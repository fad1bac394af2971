use serde::{Deserialize, Serialize};

/// Account details returned by `/account/{account_id}`
#[derive(Debug, Clone, Serialize, Deserialize, PartialEq)]
pub struct Profile {
    pub id: u64,
    #[serde(default)]
    pub name: String,
    #[serde(default)]
    pub username: String,
    #[serde(default)]
    pub include_adult: bool,
    #[serde(default)]
    pub iso_639_1: String,
    #[serde(default)]
    pub iso_3166_1: String,
}
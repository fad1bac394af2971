use super::progress::{is_interactive, Spinner};
use super::{describe_api_error, prompts, AppContext};
use crate::output::{new_table, Output};
use crate::WatchlistCommands;
use cinelist_core::summary::{format_release_date, truncate_title};
use cinelist_core::{SortOrder, WatchlistSortKey, WatchlistStore};
use color_eyre::Result;
use comfy_table::Cell;
use serde_json::json;

pub async fn run_watchlist(context: &AppContext, cmd: WatchlistCommands, output: &Output) -> Result<()> {
    let mut store = WatchlistStore::load(context.storage()?);

    match cmd {
        WatchlistCommands::List { sort, order } => {
            list(&store, sort, order, output);
            Ok(())
        }
        WatchlistCommands::Add { id } => add(context, &mut store, id, output).await,
        WatchlistCommands::Remove { id } => {
            match store.remove(id) {
                Ok(true) => output.success(format!("Removed {} from watchlist", id)),
                Ok(false) => output.info(format!("Movie {} is not in the watchlist", id)),
                Err(e) => output.warn(format!("Removed for now, but the change was not saved: {}", e)),
            }
            Ok(())
        }
        WatchlistCommands::Clear { yes } => {
            if store.is_empty() {
                output.info("Watchlist is already empty");
                return Ok(());
            }
            if !yes {
                if !is_interactive() {
                    return Err(color_eyre::eyre::eyre!("Refusing to clear without confirmation; pass --yes"));
                }
                let prompt = format!("Remove all {} movies from the watchlist?", store.count());
                if !prompts::prompt_yes_no(&prompt, Some(false))? {
                    output.info("Watchlist left unchanged");
                    return Ok(());
                }
            }
            match store.clear() {
                Ok(()) => output.success("Watchlist cleared"),
                Err(e) => output.warn(format!("Cleared for now, but the change was not saved: {}", e)),
            }
            Ok(())
        }
    }
}

async fn add(context: &AppContext, store: &mut WatchlistStore, movie_id: u64, output: &Output) -> Result<()> {
    if let Some(entry) = store.find_by_id(movie_id) {
        output.info(format!("\"{}\" is already in the watchlist", entry.title));
        return Ok(());
    }

    let service = context.movie_service()?;
    let spinner = Spinner::start(format!("Fetching movie {}...", movie_id), output.is_human());
    let movie = service.detail(movie_id).await;
    spinner.finish();
    let movie = movie
        .map_err(|e| color_eyre::eyre::eyre!("Failed to fetch movie {}: {}", movie_id, describe_api_error(&e)))?;

    match store.add(&movie) {
        Ok(_) => output.success(format!("Added \"{}\" to watchlist", movie.title)),
        Err(e) => output.warn(format!("Added \"{}\" for now, but the change was not saved: {}", movie.title, e)),
    }
    Ok(())
}

fn list(store: &WatchlistStore, sort: WatchlistSortKey, order: SortOrder, output: &Output) {
    let entries = store.sorted(sort, order);

    if !output.is_human() {
        output.json(&json!({
            "count": entries.len(),
            "movies": entries,
        }));
        return;
    }

    if entries.is_empty() {
        output.info("Watchlist is empty. Add a movie with `cinelist watchlist add <id>`.");
        return;
    }

    output.heading(format!("Watchlist ({})", entries.len()));
    let mut table = new_table();
    table.set_header(vec!["Id", "Title", "Released", "Rating", "Added"]);
    for entry in &entries {
        table.add_row(vec![
            Cell::new(entry.id),
            Cell::new(truncate_title(&entry.title, 32)),
            Cell::new(format_release_date(&entry.release_date)),
            Cell::new(format!("{:.1}", entry.vote_average)),
            Cell::new(entry.added_at.format("%Y-%m-%d").to_string()),
        ]);
    }
    output.table(&table);
}
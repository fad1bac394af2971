pub mod client;
pub mod error;
pub mod movies;
pub mod profile;
pub mod traits;

pub use client::{ApiResponse, ClientConfig, HttpClient, RequestOptions, ResponseBody};
pub use error::ApiError;
pub use movies::{MovieService, PaginationParams, DEFAULT_LANGUAGE};
pub use profile::ProfileService;
pub use traits::MovieFeedSource;

pub use reqwest::Method;
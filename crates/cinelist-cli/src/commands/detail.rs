use super::progress::Spinner;
use super::{describe_api_error, AppContext};
use crate::output::{new_table, Output};
use cinelist_core::{MovieSummary, ScoreBand, WatchlistStore};
use cinelist_models::Movie;
use color_eyre::Result;
use comfy_table::{Attribute, Cell, Color};
use owo_colors::OwoColorize;
use serde_json::json;

const RECOMMENDATION_LIMIT: usize = 10;

pub async fn run_detail(context: &AppContext, movie_id: u64, output: &Output) -> Result<()> {
    let service = context.movie_service()?;

    let spinner = Spinner::start(format!("Fetching movie {}...", movie_id), output.is_human());
    let (movie, credits, recommendations) = tokio::join!(
        service.detail(movie_id),
        service.credits(movie_id),
        service.recommendations(movie_id)
    );
    spinner.finish();

    let movie = movie
        .map_err(|e| color_eyre::eyre::eyre!("Failed to fetch movie {}: {}", movie_id, describe_api_error(&e)))?;
    let credits = match credits {
        Ok(credits) => Some(credits),
        Err(e) => {
            output.warn(format!("Credits unavailable: {}", describe_api_error(&e)));
            None
        }
    };
    let recommendations: Vec<Movie> = match recommendations {
        Ok(page) => page.results.into_iter().take(RECOMMENDATION_LIMIT).collect(),
        Err(e) => {
            tracing::warn!("Recommendations unavailable for {}: {}", movie_id, e);
            Vec::new()
        }
    };

    let summary = MovieSummary::new(&movie, credits.as_ref(), &context.config.api.image_base_url);
    let in_watchlist = WatchlistStore::load(context.storage()?).contains(movie_id);

    if !output.is_human() {
        let recommendations: Vec<serde_json::Value> = recommendations
            .iter()
            .map(|m| json!({"id": m.id, "title": m.title, "release_date": m.release_date, "vote_average": m.vote_average}))
            .collect();
        output.json(&json!({
            "movie": summary,
            "in_watchlist": in_watchlist,
            "recommendations": recommendations,
        }));
        return Ok(());
    }

    render_summary(&summary, in_watchlist, output);

    if !recommendations.is_empty() {
        output.heading("Recommended");
        for movie in &recommendations {
            output.info(format!("  {} {}", movie.id.to_string().bright_black(), movie.title));
        }
    }

    Ok(())
}

fn render_summary(summary: &MovieSummary, in_watchlist: bool, output: &Output) {
    let marker = if in_watchlist { " ★" } else { "" };
    output.heading(format!("{}{}", summary.title, marker));

    let score_color = match summary.score.band {
        ScoreBand::High => Color::Green,
        ScoreBand::Medium => Color::Yellow,
        ScoreBand::Low => Color::Red,
    };

    let mut table = new_table();
    table.add_row(vec![
        Cell::new("User score").add_attribute(Attribute::Bold),
        Cell::new(format!("{}% ({} votes)", summary.score.percent, summary.vote_count)).fg(score_color),
    ]);
    let rows = [
        ("Released", Some(summary.release_date.clone())),
        ("Genres", Some(summary.genres.clone())),
        ("Language", Some(summary.language.clone())),
        ("Director", summary.director.clone()),
        ("Writer", summary.writer.clone()),
        ("Collection", summary.collection.clone()),
        ("Poster", summary.poster_url.clone()),
    ];
    for (label, value) in rows {
        if let Some(value) = value.filter(|v| !v.is_empty()) {
            table.add_row(vec![Cell::new(label).add_attribute(Attribute::Bold), Cell::new(value)]);
        }
    }
    output.table(&table);

    if !summary.overview.is_empty() {
        output.info(format!("\n{}", summary.overview));
    }

    if !summary.cast.is_empty() {
        output.heading("Cast");
        let mut cast_table = new_table();
        cast_table.set_header(vec!["Name", "Character"]);
        for member in &summary.cast {
            cast_table.add_row(vec![member.name.as_str(), member.character.as_str()]);
        }
        output.table(&cast_table);
    }
}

*-*-*

### Work instructions
Nothing but a number is wanted here: how many lines of the material contain the string "member".

### Your solution
2